The Medicines and Healthcare Products Regulatory Agency (MHRA) has granted marketing authorization in Great Britain for delgocitinib cream (Anzupgo, Leo Pharma) for the treatment of adult patients with moderate to severe chronic hand eczema (CHE), for whom topical corticosteroids are inadequate or inappropriate.
Delgocitinib cream is now the first approved topical pan-Janus kinase (JAK) inhibitor treatment specifically for adults with moderate to severe CHE in Great Britain.

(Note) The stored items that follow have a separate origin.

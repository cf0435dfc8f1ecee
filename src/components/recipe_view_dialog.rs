use leptos::prelude::*;

use crate::components::recipe_card::estimate_badges;
use crate::draft::format_quantity;
use crate::models::Recipe;

/// Read-only view of a recipe, opened from the home feed and recipe list.
#[component]
pub fn RecipeViewDialog(
    recipe: Recipe,
    #[prop(into)] on_close: Callback<()>,
    #[prop(optional, into)] on_copy: Option<Callback<Recipe>>,
    #[prop(optional, into)] on_add: Option<Callback<Recipe>>,
    /// Shown for imported recipes that are not saved yet.
    #[prop(optional, into)]
    on_accept: Option<Callback<Recipe>>,
) -> impl IntoView {
    let badges = estimate_badges(&recipe);
    let rows: Vec<_> = recipe
        .ingredients
        .iter()
        .map(|i| {
            let optional = (!i.mandatory).then(|| view! { <span class="ingredient-optional">"(opcional)"</span> });
            view! {
                <li class="ingredient-row">
                    <span class="ingredient-name">{i.name.clone()}</span>
                    <span class="ingredient-amount">{format!("{} {}", format_quantity(i.quantity), i.unit)}</span>
                    {optional}
                </li>
            }
        })
        .collect();

    let copy_recipe = recipe.clone();
    let add_recipe = recipe.clone();
    let accept_recipe = recipe.clone();

    view! {
        <div class="dialog-backdrop" on:click=move |_| on_close.run(())>
            <div class="dialog dialog-wide" on:click=|ev| ev.stop_propagation()>
                <div class="dialog-header">
                    <h3>{recipe.name.clone()}</h3>
                    <button class="dialog-close" on:click=move |_| on_close.run(())>"\u{2715}"</button>
                </div>
                {recipe.image().map(|src| view! { <img class="dialog-image" src=src.to_string() alt="" /> })}
                <div class="dialog-body">
                    <p><strong>"Porções: "</strong>{recipe.portions}</p>
                    {(!recipe.link.is_empty()).then(|| {
                        let link = recipe.link.clone();
                        let href = link.clone();
                        view! {
                            <p>
                                <strong>"Link: "</strong>
                                <a href=href target="_blank" rel="noopener">{link}</a>
                            </p>
                        }
                    })}
                    {(!badges.is_empty()).then(|| view! {
                        <div class="badge-row">
                            {badges.into_iter().map(|b| view! { <span class="badge">{b}</span> }).collect::<Vec<_>>()}
                        </div>
                    })}
                    {(!recipe.restrictions.is_empty()).then(|| view! {
                        <div class="tag-row">
                            {recipe.restrictions.iter().map(|t| view! { <span class="tag">{t.clone()}</span> }).collect::<Vec<_>>()}
                        </div>
                    })}
                    <h4>"Ingredientes"</h4>
                    <ul class="ingredient-list">{rows}</ul>
                    {(!recipe.notes.is_empty()).then(|| view! {
                        <div>
                            <h4>"Modo de preparo / observações"</h4>
                            <p class="recipe-notes-full">{recipe.notes.clone()}</p>
                        </div>
                    })}
                </div>
                <div class="dialog-footer">
                    {on_copy.map(|cb| view! {
                        <button class="btn btn-primary" on:click=move |_| cb.run(copy_recipe.clone())>
                            "Adicionar às minhas receitas"
                        </button>
                    })}
                    {on_add.map(|cb| view! {
                        <button class="btn btn-success" on:click=move |_| cb.run(add_recipe.clone())>
                            "Adicionar à lista rápida"
                        </button>
                    })}
                    {on_accept.map(|cb| view! {
                        <button class="btn btn-primary" on:click=move |_| cb.run(accept_recipe.clone())>
                            "Usar esta receita"
                        </button>
                    })}
                    <button class="btn btn-outline" on:click=move |_| on_close.run(())>
                        {if on_accept.is_some() { "Descartar" } else { "Fechar" }}
                    </button>
                </div>
            </div>
        </div>
    }
}

#[cfg(test)]
mod tests {
    use super::*;

    #[test]
    fn test_dialog_builds_with_link_and_accept() {
        let owner = Owner::new();
        owner.set();
        let recipe: Recipe = serde_json::from_str(
            r#"{"id": "r1", "name": "Bolo", "portions": 4, "link": "https://exemplo.com/bolo",
                "ingredients": [{"name": "Ovo", "quantity": 2, "unit": "unidade", "mandatory": false}]}"#,
        )
        .unwrap();
        let _dialog = view! {
            <RecipeViewDialog
                recipe=recipe
                on_close=|_: ()| {}
                on_accept=|_: Recipe| {}
            />
        };
    }
}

“Today’s MHRA approval of delgocitinib cream marks a significant milestone for adults in Great Britain living with moderate to severe Chronic Hand Eczema,” says Leanne Walsh, Vice President and General Manager, LEO Pharma UK and Ireland, in a news release. “This approval offers a new treatment paradigm and demonstrates our commitment to addressing the unmet needs of people living with skin conditions.”
The MHRA decision was based on results from the delgocitinib cream Phase 3 program, which included the DELTA 1 and DELTA 2 clinical trials that evaluated the safety and efficacy of delgocitinib cream compared to the cream vehicle. Both trials met their primary and all secondary endpoints. Subjects who completed the 16-week DELTA 1 or DELTA 2 trials were immediately offered to enroll in the 36-week DELTA 3 open-label extension trial.
LEO Pharma UK and Ireland is collaborating closely with the National Institute for Health and Care Excellence (NICE) to make delgocitinib cream available on the National Health Service (NHS).